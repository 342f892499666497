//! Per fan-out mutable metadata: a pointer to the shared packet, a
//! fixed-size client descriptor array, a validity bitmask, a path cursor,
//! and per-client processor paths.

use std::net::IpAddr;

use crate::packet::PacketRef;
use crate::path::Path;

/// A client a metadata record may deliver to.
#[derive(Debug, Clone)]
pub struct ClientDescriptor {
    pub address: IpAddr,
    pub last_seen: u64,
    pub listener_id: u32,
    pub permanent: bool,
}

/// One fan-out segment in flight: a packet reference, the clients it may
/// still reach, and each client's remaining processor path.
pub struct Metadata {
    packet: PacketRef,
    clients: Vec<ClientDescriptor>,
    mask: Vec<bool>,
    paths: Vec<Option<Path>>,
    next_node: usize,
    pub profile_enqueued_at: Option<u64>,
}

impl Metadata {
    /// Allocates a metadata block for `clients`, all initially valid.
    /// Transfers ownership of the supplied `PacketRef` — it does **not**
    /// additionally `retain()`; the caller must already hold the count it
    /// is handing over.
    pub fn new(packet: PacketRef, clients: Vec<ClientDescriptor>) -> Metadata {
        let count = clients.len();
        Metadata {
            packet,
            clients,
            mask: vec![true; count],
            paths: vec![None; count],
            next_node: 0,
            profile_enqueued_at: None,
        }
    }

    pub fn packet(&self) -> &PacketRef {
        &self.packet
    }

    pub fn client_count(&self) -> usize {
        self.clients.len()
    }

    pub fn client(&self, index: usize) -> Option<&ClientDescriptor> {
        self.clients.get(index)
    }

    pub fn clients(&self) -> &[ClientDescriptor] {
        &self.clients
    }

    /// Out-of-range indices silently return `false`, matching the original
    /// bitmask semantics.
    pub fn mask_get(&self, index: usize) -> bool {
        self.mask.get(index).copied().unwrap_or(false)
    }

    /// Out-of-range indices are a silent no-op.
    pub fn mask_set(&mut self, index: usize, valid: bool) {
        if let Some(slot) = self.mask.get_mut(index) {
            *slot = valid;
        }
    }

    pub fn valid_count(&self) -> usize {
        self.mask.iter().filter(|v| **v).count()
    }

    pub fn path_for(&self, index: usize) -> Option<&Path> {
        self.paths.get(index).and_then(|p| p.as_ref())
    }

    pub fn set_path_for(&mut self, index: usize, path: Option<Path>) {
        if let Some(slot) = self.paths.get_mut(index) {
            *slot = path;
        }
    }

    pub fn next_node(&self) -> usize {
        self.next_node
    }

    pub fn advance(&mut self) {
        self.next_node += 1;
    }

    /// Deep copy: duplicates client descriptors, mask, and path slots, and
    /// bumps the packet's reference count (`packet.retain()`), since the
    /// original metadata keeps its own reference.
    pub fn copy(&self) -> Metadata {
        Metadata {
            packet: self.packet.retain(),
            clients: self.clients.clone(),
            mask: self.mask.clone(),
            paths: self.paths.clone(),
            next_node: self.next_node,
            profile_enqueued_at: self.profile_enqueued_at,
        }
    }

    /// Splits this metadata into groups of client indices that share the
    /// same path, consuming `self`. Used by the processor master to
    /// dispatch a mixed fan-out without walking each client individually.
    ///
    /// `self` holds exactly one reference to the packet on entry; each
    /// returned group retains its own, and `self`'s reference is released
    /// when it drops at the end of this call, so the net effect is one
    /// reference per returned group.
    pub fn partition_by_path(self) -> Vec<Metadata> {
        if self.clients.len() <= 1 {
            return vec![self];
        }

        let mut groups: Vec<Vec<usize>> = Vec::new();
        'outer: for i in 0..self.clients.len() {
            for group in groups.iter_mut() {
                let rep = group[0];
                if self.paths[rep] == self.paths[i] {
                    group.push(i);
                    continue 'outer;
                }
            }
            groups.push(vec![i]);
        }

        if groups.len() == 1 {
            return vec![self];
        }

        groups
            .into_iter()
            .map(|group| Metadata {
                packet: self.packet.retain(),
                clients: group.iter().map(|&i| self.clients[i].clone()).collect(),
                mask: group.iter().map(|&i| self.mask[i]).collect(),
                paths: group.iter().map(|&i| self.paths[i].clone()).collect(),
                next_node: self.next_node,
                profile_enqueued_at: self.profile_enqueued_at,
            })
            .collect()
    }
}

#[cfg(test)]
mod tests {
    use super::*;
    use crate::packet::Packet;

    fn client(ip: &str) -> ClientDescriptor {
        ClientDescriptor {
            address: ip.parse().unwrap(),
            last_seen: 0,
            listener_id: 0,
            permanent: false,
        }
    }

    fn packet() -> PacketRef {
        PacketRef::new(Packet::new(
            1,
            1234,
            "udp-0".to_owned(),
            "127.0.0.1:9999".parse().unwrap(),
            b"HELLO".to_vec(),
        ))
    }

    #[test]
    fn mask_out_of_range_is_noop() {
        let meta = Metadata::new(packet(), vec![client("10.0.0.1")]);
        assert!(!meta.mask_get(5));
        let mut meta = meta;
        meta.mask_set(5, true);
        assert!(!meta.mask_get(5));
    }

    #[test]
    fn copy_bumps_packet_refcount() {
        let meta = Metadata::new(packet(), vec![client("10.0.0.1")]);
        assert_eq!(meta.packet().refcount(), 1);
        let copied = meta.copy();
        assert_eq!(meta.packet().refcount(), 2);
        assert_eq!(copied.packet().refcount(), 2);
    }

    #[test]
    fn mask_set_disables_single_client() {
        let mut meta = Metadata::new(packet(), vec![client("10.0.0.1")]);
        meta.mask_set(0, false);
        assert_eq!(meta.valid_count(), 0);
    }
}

#####

Please show the lines in the entries above that hold the string "returned".

    /// returned group retains its own, and `self`'s reference is released
    /// reference per returned group.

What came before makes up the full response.